╭─ INPUT

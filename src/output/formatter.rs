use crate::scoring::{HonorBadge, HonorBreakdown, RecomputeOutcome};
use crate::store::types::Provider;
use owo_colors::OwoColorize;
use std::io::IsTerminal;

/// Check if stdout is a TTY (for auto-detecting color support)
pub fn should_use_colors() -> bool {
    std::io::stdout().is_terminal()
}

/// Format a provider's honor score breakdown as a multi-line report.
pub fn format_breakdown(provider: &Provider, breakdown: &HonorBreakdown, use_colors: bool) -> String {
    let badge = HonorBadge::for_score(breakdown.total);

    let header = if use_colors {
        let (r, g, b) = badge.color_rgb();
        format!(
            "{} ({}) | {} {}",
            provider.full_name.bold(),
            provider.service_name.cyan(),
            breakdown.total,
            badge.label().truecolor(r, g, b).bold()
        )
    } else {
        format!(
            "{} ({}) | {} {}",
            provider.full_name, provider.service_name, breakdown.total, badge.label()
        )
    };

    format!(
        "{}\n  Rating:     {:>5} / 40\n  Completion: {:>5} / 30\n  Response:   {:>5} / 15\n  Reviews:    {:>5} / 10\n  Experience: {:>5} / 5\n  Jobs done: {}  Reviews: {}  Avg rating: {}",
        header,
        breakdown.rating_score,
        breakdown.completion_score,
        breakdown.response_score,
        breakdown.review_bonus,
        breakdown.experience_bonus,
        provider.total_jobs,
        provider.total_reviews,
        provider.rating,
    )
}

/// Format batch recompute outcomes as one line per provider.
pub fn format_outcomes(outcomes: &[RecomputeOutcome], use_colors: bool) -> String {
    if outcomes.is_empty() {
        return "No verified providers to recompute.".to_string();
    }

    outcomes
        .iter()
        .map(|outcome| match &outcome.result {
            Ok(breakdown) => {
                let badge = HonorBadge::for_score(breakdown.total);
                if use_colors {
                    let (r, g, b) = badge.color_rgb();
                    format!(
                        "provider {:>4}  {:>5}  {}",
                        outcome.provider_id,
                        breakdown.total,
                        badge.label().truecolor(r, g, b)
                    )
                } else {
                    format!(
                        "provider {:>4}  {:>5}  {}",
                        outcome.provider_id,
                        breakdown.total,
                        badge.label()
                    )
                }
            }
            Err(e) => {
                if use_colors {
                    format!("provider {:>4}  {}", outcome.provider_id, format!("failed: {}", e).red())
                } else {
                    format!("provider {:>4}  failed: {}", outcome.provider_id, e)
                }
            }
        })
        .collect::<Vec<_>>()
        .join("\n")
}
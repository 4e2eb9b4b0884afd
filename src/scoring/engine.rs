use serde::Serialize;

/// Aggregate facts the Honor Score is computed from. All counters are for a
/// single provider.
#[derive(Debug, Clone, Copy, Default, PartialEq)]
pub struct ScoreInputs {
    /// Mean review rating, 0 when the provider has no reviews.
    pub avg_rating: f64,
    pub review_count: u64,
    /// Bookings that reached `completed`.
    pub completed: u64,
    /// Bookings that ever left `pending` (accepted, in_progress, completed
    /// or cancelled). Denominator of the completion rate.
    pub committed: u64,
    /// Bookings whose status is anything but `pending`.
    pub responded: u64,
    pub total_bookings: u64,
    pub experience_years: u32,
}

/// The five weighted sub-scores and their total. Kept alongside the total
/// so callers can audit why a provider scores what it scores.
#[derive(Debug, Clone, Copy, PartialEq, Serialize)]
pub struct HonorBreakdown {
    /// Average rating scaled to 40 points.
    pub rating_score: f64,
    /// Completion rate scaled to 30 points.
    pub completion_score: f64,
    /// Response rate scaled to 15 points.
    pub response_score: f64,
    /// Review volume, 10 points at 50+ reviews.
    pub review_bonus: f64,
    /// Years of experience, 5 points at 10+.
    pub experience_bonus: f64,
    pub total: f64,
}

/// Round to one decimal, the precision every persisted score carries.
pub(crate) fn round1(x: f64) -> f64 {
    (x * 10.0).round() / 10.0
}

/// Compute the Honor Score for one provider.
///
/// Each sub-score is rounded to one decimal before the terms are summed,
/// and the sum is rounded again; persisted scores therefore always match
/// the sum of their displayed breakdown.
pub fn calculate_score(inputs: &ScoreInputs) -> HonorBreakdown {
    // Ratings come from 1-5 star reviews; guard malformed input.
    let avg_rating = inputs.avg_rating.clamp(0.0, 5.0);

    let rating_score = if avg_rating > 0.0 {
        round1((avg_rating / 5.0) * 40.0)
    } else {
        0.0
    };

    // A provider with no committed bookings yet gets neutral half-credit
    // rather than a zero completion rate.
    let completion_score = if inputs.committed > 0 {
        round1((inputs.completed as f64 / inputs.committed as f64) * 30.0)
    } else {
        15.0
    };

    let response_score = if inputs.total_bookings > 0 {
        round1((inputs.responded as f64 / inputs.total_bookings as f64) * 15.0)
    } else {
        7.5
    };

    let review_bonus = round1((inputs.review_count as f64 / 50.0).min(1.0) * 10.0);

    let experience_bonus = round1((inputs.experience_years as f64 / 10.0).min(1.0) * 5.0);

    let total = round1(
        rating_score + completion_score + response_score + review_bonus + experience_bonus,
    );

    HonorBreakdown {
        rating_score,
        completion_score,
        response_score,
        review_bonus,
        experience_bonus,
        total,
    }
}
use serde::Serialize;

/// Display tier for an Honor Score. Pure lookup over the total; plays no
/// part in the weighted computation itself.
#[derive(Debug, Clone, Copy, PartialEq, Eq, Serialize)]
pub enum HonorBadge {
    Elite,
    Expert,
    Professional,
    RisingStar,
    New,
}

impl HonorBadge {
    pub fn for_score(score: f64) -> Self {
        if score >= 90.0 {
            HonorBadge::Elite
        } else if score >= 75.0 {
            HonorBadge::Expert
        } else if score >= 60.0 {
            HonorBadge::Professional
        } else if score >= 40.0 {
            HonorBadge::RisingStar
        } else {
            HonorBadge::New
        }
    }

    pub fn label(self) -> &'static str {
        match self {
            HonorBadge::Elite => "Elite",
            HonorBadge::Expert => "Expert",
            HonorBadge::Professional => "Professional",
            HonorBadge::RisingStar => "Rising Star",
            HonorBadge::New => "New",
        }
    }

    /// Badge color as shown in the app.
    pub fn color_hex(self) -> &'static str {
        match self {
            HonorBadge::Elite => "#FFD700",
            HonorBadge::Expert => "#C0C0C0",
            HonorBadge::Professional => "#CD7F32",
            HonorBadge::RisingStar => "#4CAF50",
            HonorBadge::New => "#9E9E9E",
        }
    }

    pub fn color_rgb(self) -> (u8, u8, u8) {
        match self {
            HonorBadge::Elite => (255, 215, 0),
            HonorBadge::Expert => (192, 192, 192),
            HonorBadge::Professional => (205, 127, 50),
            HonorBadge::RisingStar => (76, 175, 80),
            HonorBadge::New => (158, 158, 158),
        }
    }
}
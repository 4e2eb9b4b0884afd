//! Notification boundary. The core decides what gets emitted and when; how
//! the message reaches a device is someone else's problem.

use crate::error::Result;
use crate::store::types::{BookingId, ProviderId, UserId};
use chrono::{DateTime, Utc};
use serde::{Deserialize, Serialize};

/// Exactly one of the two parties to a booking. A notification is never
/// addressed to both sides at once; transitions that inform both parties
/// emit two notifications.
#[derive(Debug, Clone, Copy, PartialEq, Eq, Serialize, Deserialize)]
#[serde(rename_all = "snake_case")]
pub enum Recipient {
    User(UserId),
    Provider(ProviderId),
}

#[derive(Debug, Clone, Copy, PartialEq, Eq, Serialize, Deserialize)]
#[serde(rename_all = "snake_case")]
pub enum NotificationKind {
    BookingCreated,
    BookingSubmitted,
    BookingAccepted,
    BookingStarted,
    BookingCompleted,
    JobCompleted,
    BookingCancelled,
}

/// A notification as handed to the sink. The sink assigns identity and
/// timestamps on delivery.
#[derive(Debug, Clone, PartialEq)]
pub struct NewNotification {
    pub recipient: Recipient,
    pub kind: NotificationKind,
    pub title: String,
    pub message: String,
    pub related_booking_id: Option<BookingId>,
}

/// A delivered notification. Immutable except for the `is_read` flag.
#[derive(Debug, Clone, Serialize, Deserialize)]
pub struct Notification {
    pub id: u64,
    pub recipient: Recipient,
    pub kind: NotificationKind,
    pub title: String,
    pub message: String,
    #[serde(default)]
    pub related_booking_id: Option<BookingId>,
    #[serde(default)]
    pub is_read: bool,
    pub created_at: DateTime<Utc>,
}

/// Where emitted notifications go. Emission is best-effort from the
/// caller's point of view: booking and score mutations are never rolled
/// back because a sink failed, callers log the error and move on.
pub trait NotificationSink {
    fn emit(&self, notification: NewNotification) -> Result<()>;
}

╰─

## YOUR OBJECTIVE
I need every line of the data that has the word "Serialize"; please list them.

## SOLVED EXERCISE
use serde::Serialize;
#[derive(Debug, Clone, Copy, PartialEq, Serialize)]
use serde::Serialize;
#[derive(Debug, Clone, Copy, PartialEq, Eq, Serialize)]
use serde::{Deserialize, Serialize};
#[derive(Debug, Clone, Copy, PartialEq, Eq, Serialize, Deserialize)]
#[derive(Debug, Clone, Copy, PartialEq, Eq, Serialize, Deserialize)]
#[derive(Debug, Clone, Serialize, Deserialize)]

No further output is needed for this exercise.